Munib said Mubarak’s regime was ignoring the court ruling and allowing Zionists to enter Egypt in order to buy the world’s silence regarding his election fraud and plans to bequeath the regime to his son, Gamal.

“When elections were falsified in Iran the world was in an uproar, but Europe remained silent about election fraud in Egypt, which was a thousand times worse,” he said. “I simply can’t understand the European criteria on this matter.”

Another grassroots campaign, the coalition of “Bloggers against Abu-Hasira”, sharply criticized the government and called for the arrest of the Egyptian official who allowed the festivities to take place.

“It isn’t surprising that the regime, which falsified the will of the Egyptian people, would allow the Zionist regime to trample the will of Egypt, its laws and its constitution with recurring visits throughout the year, and especially during December,” the coalition told the Egyptian daily Al-Yom A-Sabi’.

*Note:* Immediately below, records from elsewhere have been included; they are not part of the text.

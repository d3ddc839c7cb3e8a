// Copyright 2025-present Harīṣh Tummalachērla
// SPDX-License-Identifier: Apache-2.0

//! Fuzzy matching primitives: typo tolerance over normalized text.
//!
//! Two scorers live here, one per [`crate::Algorithm`]: an approximate
//! substring alignment built on edit distance, and the in-order character walk
//! used by the subsequence scorer. Neither knows about thresholds or ranking;
//! they just turn `(candidate, pattern)` into a number.

mod levenshtein;
mod subsequence;

pub use levenshtein::*;
pub use subsequence::*;
// Copyright 2025-present Harīṣh Tummalachērla
// SPDX-License-Identifier: Apache-2.0

//! Fuzz target for approximate substring alignment.
//!
//! The per-start edit counts drive the approximate score, so they have to be
//! bounded by the pattern length and agree with plain containment.

#![no_main]

use arbitrary::Arbitrary;
use column_suggest::{approximate_score, substring_distances};
use libfuzzer_sys::fuzz_target;

#[derive(Debug, Arbitrary)]
struct AlignInput {
    pattern: String,
    text: String,
    distance: u8,
    location: u8,
}

fuzz_target!(|input: AlignInput| {
    let pattern: Vec<char> = input.pattern.chars().take(32).collect();
    let text: Vec<char> = input.text.chars().take(128).collect();
    if pattern.is_empty() {
        return;
    }

    let distances = substring_distances(&pattern, &text);

    // INVARIANT 1: one entry per start position, including the end
    assert_eq!(distances.len(), text.len() + 1);

    // INVARIANT 2: never worse than deleting the whole pattern
    assert!(distances.iter().all(|&d| d <= pattern.len()));

    // INVARIANT 3: zero edits somewhere iff the pattern occurs verbatim
    let pattern_str: String = pattern.iter().collect();
    let text_str: String = text.iter().collect();
    let contained = text_str.contains(pattern_str.as_str());
    assert_eq!(distances.contains(&0), contained);

    // INVARIANT 4: containment short-circuits to the best score
    let score = approximate_score(
        &text_str,
        &pattern_str,
        usize::from(input.distance),
        usize::from(input.location),
    );
    assert!(score >= 0.0);
    assert_eq!(score == 0.0, contained);

    // INVARIANT 5: a pattern aligns against itself for free at the start
    assert_eq!(substring_distances(&pattern, &pattern)[0], 0);
});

In January, the Egyptian state prosecutor charged a local armed group with plans to bomb Abu-Hasira’s mausoleum during the annual festivities as well as American ships in the Suez Canal, the Egyptian daily Al-Masri Al-Yom reported.

Yaakov Yehudayoff, a Jerusalem resident and Abu-Hasira’s great great-grandson, has been visiting the grave in Egypt since 1988. He said that Egyptian authorities repeatedly amounted difficulties on Israeli pilgrims.

“We’ve never encountered hatred, but you can tell from their faces that they don’t like us there,” he told The Media Line. “At the grave itself they take our cell phones, our alcoholic beverages, and act very aggressively.”

Yehudayoff added that Egypt often denied entry visas to Israeli pilgrims. “Last year they refused 180 applications after we had already booked an airplane,” he said.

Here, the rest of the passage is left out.